Alors que certains sénateurs comme le républicain Ted Cruz se sont prononcés pour l’application de mesures économiques préventives, notamment sur le pipeline Nord Stream 2, la Maison Blanche estime qu’il est plus efficace de faire planer la menace de sanctions punitives pour faire reculer Moscou. Le président de la commission des Affaires étrangères du Sénat, le démocrate Bob Menendez, a pour sa part prévenu que certaines pénalités pourraient être imposées dès la signature du texte pour des actions que la Russie a déjà entreprises en Ukraine, notamment des cyberattaques.
Éviter l’effet boomerang sur l’Europe
Alors que Londres a suggéré dimanche de sanctionner la Russie par le biais des « entreprises présentant un intérêt pour le Kremlin », plusieurs pays européens s’inquiètent de devenir les victimes collatérales des mesures drastiques contre Moscou. Bien que la France soutienne l’idée de maintenir la pression sur la Russie, l’Élysée a adopté une position prudente, affirmant que « les sanctions ne sont pas l’alpha et l’oméga de la réponse » et qu’elles ne « doivent pas entraîner des répliques qui auraient un coût pour nous en boomerang ».
Car en plus d’affecter durement la vie quotidienne des Russes, ces mesures représentent un coût économique certain pour l’Union européenne. Alors que les échanges commerciaux entre la Russie et les États-Unis demeurent relativement faibles, 40 % des exportations russes se font vers les pays de l’UE, son premier client international.
« Les principales victimes des sanctions prises contre la Russie sont les pays européens » souligne Thierry de Montbrial, président de l’Institut français des relations internationales (Ifri) sur Franceinfo, estimant que ce type de mesures a pour conséquence de détourner la Russie vers d’autres partenaires commerciaux. « Les Américains attendent le moment propice pour convertir l’alliance atlantique en une alliance anti-Chine, Russie et Iran (…) nous deviendrons alors être encore plus dépendants des décisions des États-Unis », analyse-t-il.

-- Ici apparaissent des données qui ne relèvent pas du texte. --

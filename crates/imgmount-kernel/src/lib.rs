//! imgmount kernel: the filesystem contract and the mount core.
//!
//! - [`vfs`]: the async filesystem contract, ephemeral backends, read-only view
//! - [`capability`]: capability negotiation into a mount configuration
//! - [`formats`]: filesystem/disk/archive detectors and partition tables
//! - [`backend`]: backend selection
//! - [`session`]: mount session state and the interrupt relay
//! - [`adapter`]: host mount adapters (FUSE, Dokan)
//! - [`orchestrator`]: select, open, negotiate, mount
//! - [`config`]: mount defaults from `config.ron`

pub mod adapter;
pub mod backend;
pub mod capability;
pub mod config;
pub mod error;
pub mod formats;
pub mod orchestrator;
pub mod session;
pub mod vfs;

pub use adapter::{HostMountAdapter, host_default};
pub use backend::{BackendChoices, BackendSelection};
pub use capability::{
    CapabilityFlags, CapabilityNotice, DispatchMode, MountConfiguration, MountHost, MountOption,
    negotiate,
};
pub use config::MountDefaults;
pub use error::{BackendSelectionError, MountAdapterError, MountError, OpenError};
pub use formats::FormatRegistry;
pub use orchestrator::{MountOrchestrator, MountPhase, MountReport, MountRequest};
pub use session::{InterruptAction, InterruptRelay, MountSession, SessionHandle, SessionState};
pub use vfs::{MemoryBackend, VfsError, VfsOps, VfsResult};
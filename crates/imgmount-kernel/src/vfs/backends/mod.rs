//! Filesystem backends that need no image.

mod memory;

pub use memory::{
    ByteSink, DiscardingFactory, EntryFactory, EphemeralKind, MemoryBackend, MemoryFileEntry,
    RetainingFactory,
};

Consciente du lourd impact sur l’Europe des sanctions contre la Russie, la Maison Blanche tente de son côté de rassurer ses alliés. Dimanche, la sous-secrétaire d’État Victoria Nuland a affirmé travailler » en étroite collaboration avec le Sénat » mais également avec les « alliés et partenaires de l’Otan » pour que les mesures de sanctions « soient très bien alignées ».